2.5 ANOVA Post-hoc Testing

After performing an ANOVA and learning that there is a difference between the groups of data, our next natural question ought to be which groups of data are different, and how? In order to explore this question, we must first consider the notion of experimentwise error. When conducting multiple hypothesis tests simultaneously, the experimentwise error rate is the proportion of time you expect to make an error in at least one test.

Let’s suppose we are comparing grocery spending on 4 different credit card rewards programs. If we’d like to compare the rewards programs pairwise, that entails 6 different hypothesis tests (each is a two-sample t-test). If we keep a confidence level of $\alpha = 0.05$ and subsequently view “being wrong in one test” as a random event happening with probability $p=0.05$ then our probability of being wrong in at least one test out of 6 could be as great as 0.26!

To control this experiment-wise error rate, we must lower our significance thresholds to account for it. Alternatively, we can view this as an adjustment of our p-values higher while keeping our significance threshold fixed as usual. This is typically the approach taken, as we prefer to fix our significance thresholds in accordance with previous literature or industry standards.

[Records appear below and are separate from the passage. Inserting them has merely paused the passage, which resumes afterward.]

//! Forward pipeline: copy-new, backup-old, replace, cleanup
//!
//! Each step walks the whole entry list and can be re-run after a crash at
//! any point: entries already in their target state are skipped. Every
//! directory a step changed is synced before the step returns.

use std::collections::BTreeSet;
use std::fs::{self, File};
use std::io;
use std::path::{Path, PathBuf};

use atomic_fs::RelPath;

use crate::copy::copy_entry;
use crate::layout::CREATED_MARKER;
use crate::{Error, MergeLayout, Phase, Reporter, Result};

/// Shared inputs of every step.
pub(crate) struct StepContext<'a> {
    pub layout: &'a MergeLayout,
    pub reporter: &'a mut dyn Reporter,
    pub verbose: bool,
}

impl StepContext<'_> {
    pub(crate) fn announce(&mut self, phase: Phase, entry: &RelPath) {
        if self.verbose {
            self.reporter.entry(phase, entry);
        }
    }
}

/// Directories whose entries changed during a step.
#[derive(Debug, Default)]
pub(crate) struct TouchedDirs(BTreeSet<PathBuf>);

impl TouchedDirs {
    pub(crate) fn touch(&mut self, dir: PathBuf) {
        self.0.insert(dir);
    }

    /// Mark `entry`'s directory and every ancestor up to the destination root.
    pub(crate) fn touch_ancestors(&mut self, layout: &MergeLayout, entry: &RelPath) {
        let mut current = entry.parent();
        while let Some(dir) = current {
            current = dir.parent();
            self.0.insert(dir.under(layout.dest()));
        }
        self.0.insert(layout.dest().to_path_buf());
    }

    /// Sync every touched directory that still exists.
    pub(crate) fn sync(self) -> Result<()> {
        for dir in self.0 {
            if dir.is_dir() {
                atomic_fs::io::sync_dir(&dir)?;
            }
        }
        Ok(())
    }
}

/// Whether anything (file, link or directory) exists at `path`.
pub(crate) fn entry_exists(path: &Path) -> Result<bool> {
    match fs::symlink_metadata(path) {
        Ok(_) => Ok(true),
        Err(e) if e.kind() == io::ErrorKind::NotFound => Ok(false),
        Err(e) => Err(Error::io(path, e)),
    }
}

pub(crate) fn rename(from: &Path, to: &Path) -> Result<()> {
    fs::rename(from, to).map_err(|e| Error::io(from, e))
}

/// Remove a file, link or whole directory; absent is fine.
pub(crate) fn remove_entry(path: &Path) -> Result<bool> {
    match fs::symlink_metadata(path) {
        Ok(meta) if meta.is_dir() => {
            fs::remove_dir_all(path).map_err(|e| Error::io(path, e))?;
            Ok(true)
        }
        Ok(_) => {
            fs::remove_file(path).map_err(|e| Error::io(path, e))?;
            Ok(true)
        }
        Err(e) if e.kind() == io::ErrorKind::NotFound => Ok(false),
        Err(e) => Err(Error::io(path, e)),
    }
}

/// Ancestors of `entry`, nearest first. The destination root is not included.
pub(crate) fn ancestors(entry: &RelPath) -> impl Iterator<Item = RelPath> {
    std::iter::successors(entry.parent(), RelPath::parent)
}

/// Create the missing destination directories above `entry`.
///
/// Each one is built under its staged name with a marker inside and then
/// renamed into place, so a directory appears in the destination only once
/// it is recognisable as created by this merge.
fn create_parents(layout: &MergeLayout, entry: &RelPath) -> Result<()> {
    fs::create_dir_all(layout.dest()).map_err(|e| Error::io(layout.dest(), e))?;

    let mut missing = Vec::new();
    for dir in ancestors(entry) {
        if dir.under(layout.dest()).is_dir() {
            break;
        }
        missing.push(dir);
    }
    for dir in missing.into_iter().rev() {
        let staged = layout.staged_path(&dir);
        match fs::create_dir(&staged) {
            Ok(()) => {}
            Err(e) if e.kind() == io::ErrorKind::AlreadyExists => {}
            Err(e) => return Err(Error::io(&staged, e)),
        }
        let marker = staged.join(CREATED_MARKER);
        File::create(&marker)
            .and_then(|f| f.sync_all())
            .map_err(|e| Error::io(&marker, e))?;
        atomic_fs::io::sync_dir(&staged)?;
        rename(&staged, &dir.under(layout.dest()))?;
        tracing::debug!(dir = %dir, "created directory");
    }
    Ok(())
}

/// Copy every source entry to its staged path beside the destination.
pub(crate) fn copy_new(
    ctx: &mut StepContext<'_>,
    entries: impl Iterator<Item = RelPath>,
) -> Result<()> {
    let mut touched = TouchedDirs::default();
    for entry in entries {
        ctx.announce(Phase::CopyNew, &entry);
        create_parents(ctx.layout, &entry)?;
        copy_entry(
            &ctx.layout.source_path(&entry),
            &ctx.layout.staged_path(&entry),
        )?;
        touched.touch_ancestors(ctx.layout, &entry);
    }
    touched.sync()
}

/// Move every existing destination entry to its backup path.
pub(crate) fn backup_old(
    ctx: &mut StepContext<'_>,
    entries: impl Iterator<Item = RelPath>,
) -> Result<()> {
    let mut touched = TouchedDirs::default();
    for entry in entries {
        let dest = ctx.layout.dest_path(&entry);
        if !entry_exists(&dest)? {
            continue;
        }
        ctx.announce(Phase::BackupOld, &entry);
        rename(&dest, &ctx.layout.backup_path(&entry))?;
        tracing::debug!(entry = %entry, "backed up");
        touched.touch(ctx.layout.dest_dir(&entry));
    }
    touched.sync()
}

/// Rename every staged entry onto its destination.
pub(crate) fn replace(
    ctx: &mut StepContext<'_>,
    entries: impl Iterator<Item = RelPath>,
) -> Result<()> {
    let mut touched = TouchedDirs::default();
    for entry in entries {
        let staged = ctx.layout.staged_path(&entry);
        let dest = ctx.layout.dest_path(&entry);
        if !entry_exists(&staged)? {
            if entry_exists(&dest)? {
                continue;
            }
            return Err(Error::MissingStaged {
                entry: entry.to_string(),
                dest,
            });
        }
        ctx.announce(Phase::Replace, &entry);
        rename(&staged, &dest)?;
        touched.touch(ctx.layout.dest_dir(&entry));
    }
    touched.sync()
}

/// Delete every backup left by [`backup_old`] and the markers of directories
/// created by [`copy_new`].
pub(crate) fn cleanup(
    ctx: &mut StepContext<'_>,
    entries: impl Iterator<Item = RelPath>,
) -> Result<()> {
    let mut touched = TouchedDirs::default();
    let mut dirs = BTreeSet::new();
    for entry in entries {
        if remove_entry(&ctx.layout.backup_path(&entry))? {
            ctx.announce(Phase::Cleanup, &entry);
            touched.touch(ctx.layout.dest_dir(&entry));
        }
        dirs.extend(ancestors(&entry));
    }
    for dir in dirs {
        if remove_entry(&ctx.layout.created_marker(&dir))? {
            touched.touch(dir.under(ctx.layout.dest()));
        }
    }
    touched.sync()
}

There are many methods of adjustment that have been proposed over the years for this purpose. Here, we consider a few popular methods: Tukey’s test (when a basic ANOVA is done), Games-Howell test (when Welch’s ANOVA is done), Dunn’s test (when Kruskal-Wallis test is done) for pairwise comparisons and Dunnett’s test (or Mann-Whitney test with Bonferroni correction) for control group comparisons.

2.5.1 Tukey-Kramer

If our objective is to compare each group to every other group then Tukey’s test of honest significant differences, also known as the Tukey-Kramer test is probably the most widely-available and popular corrections in practice (should ONLY be used if you do the basic ANOVA). However, it should be noted that Tukey’s test should not be used if one does not plan to make all pairwise comparisons. If only a subset of comparisons are of interest to the user (like comparisons only to a control group) then one should opt for the Dunnett or a modified Bonferroni correction.

To employ Tukey’s HSD in R, we must use the aov() function to create our ANOVA object rather than the lm() function. The output of the test shows the difference in means and the p-value for testing the null hypothesis that the means are equal (i.e. that the differences are equal to 0).

cars_aov <- aov(MPG~factor(Country), data = cars2)
tukey.cars <- TukeyHSD(cars_aov)
print(tukey.cars)

##   Tukey multiple comparisons of means
##     95% family-wise confidence level
## 
## Fit: aov(formula = MPG ~ factor(Country), data = cars2)
## 
## $`factor(Country)`
##                        diff         lwr       upr     p adj
## Japanese-Germany   1.991013   0.1813164  3.800709 0.0269593
## US-Germany        -8.325341  -9.7486718 -6.902011 0.0000000
## US-Japanese      -10.316354 -11.8687997 -8.763908 0.0000000

par(mar=c(4,10,4,2))
plot(tukey.cars, las = 1)

Figure 2.6: Confidence intervals for mean differences adjusted via Tukey-Kramer

The p-values in this table have been adjusted higher to account for the possible experimentwise error rate. For every pairwise comparison shown, we reject the null hypothesis and conclude that the mean MPG is different among the US, Japanese and German made cars. Furthermore, Figure 2.6 shows us experiment-wise (family-wise) adjusted confidence intervals for the differences in means for each pair. The plot option las=1 guides the axis labels. Type ?par for a list of plot options for base R, including an explanation of las.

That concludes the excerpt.